Qantas Television Awards and New Zealand Screen Awards 

In 2005, the Qantas Television Awards (honouring television and television journalism) and the New Zealand Screen Awards (honouring film and television) were founded as the new award presentations. The Qantas Television Awards were run by the New Zealand Television Broadcasters Council (now known as ThinkTV). These awards celebrated television productions and also incorporated the television media categories that had previously been part of the Qantas Media Awards. The New Zealand Screen Awards were run by the Screen Directors Guild of New Zealand and celebrated both film and television productions, including some overlap with Qantas Television Awards categories.

In 2008 the Qantas Television Awards merged with the New Zealand Screen Awards. From 2008 to 2011, the NZTBC and the SDGNZ jointly ran the Qantas Film and Television Awards. These awards were renamed the Aotearoa Film and Television Awards (abbreviated to AFTA) in 2011.
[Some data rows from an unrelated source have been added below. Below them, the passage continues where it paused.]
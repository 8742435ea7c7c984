//! Review engine for Retain.
//!
//! Stateless computations over caller-supplied snapshots: SM-2 scheduling,
//! lifecycle classification, personal difficulty, trend detection, the
//! updater that composes them, and practice queue helpers.
//!
//! Nothing here reads a clock. Every function that needs the current time
//! takes `now` explicitly.

pub mod classifier;
pub mod queue;
pub mod scheduler;
pub mod scoring;
pub mod trend;
pub mod updater;

pub use classifier::{classify, classify_with};
pub use queue::{
    build_session, due_filter, review_order, summarize, summarize_with, QueueEntry, QueueSummary,
};
pub use scheduler::{next_ease, next_schedule, schedule, schedule_strict};
pub use scoring::{breakdown, personal_score, personal_score_with, ScoreBreakdown};
pub use trend::{push_outcome, trend, trend_with};
pub use updater::{apply_review, ProgressUpdater};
New Zealand Television Awards and Rialto Channel New Zealand Film Awards 

In 2012 the Screen Directors Guild of New Zealand announced that due to funding and resource restraints it would not be involved with the 2012 AFTAs and would not organise an alternate film industry awards that year.

ThinkTV renamed the new television-focused awards the New Zealand Television Awards for 2012. However, in early 2013, ThinkTV announced that it would no longer hold the New Zealand Television Awards, after partner TVNZ decided not to support the awards. This left New Zealand without an annual television award.

Later in 2012, an alternative film awards presentation was announced, independent of the SDGNZ. The Sorta Unofficial New Zealand Film Awards - also known as the Moas - were organised by film industry figure Ant Timpson and nzherald.co.nz online entertainment editor Hugh Sundae. In 2013 the Moas were renamed the Rialto Channel New Zealand Film Awards. As there were no television awards in 2013, the 2013 Moas had one television award, honouring Best Television Feature or Drama Series.

In addition to sponsoring the Best Score and Best Sound categories at the New Zealand Film Awards since 2013, in 2014 the Australasian Performing Right Association (APRA) introduced two film music awards to its annual Silver Scroll Awards: APRA Best Original Music in a Feature Film Award and APRA Best Original Music in a Series Award.

New Zealand Television Awards and New Zealand Film Awards 
The New Zealand Film Awards were not held in 2015 or 2016, with organisers saying a lack of films released that year made it hard to justify holding the awards. The Moas were held for the fourth time in February 2017, covering the period of October 2014 to November 2016.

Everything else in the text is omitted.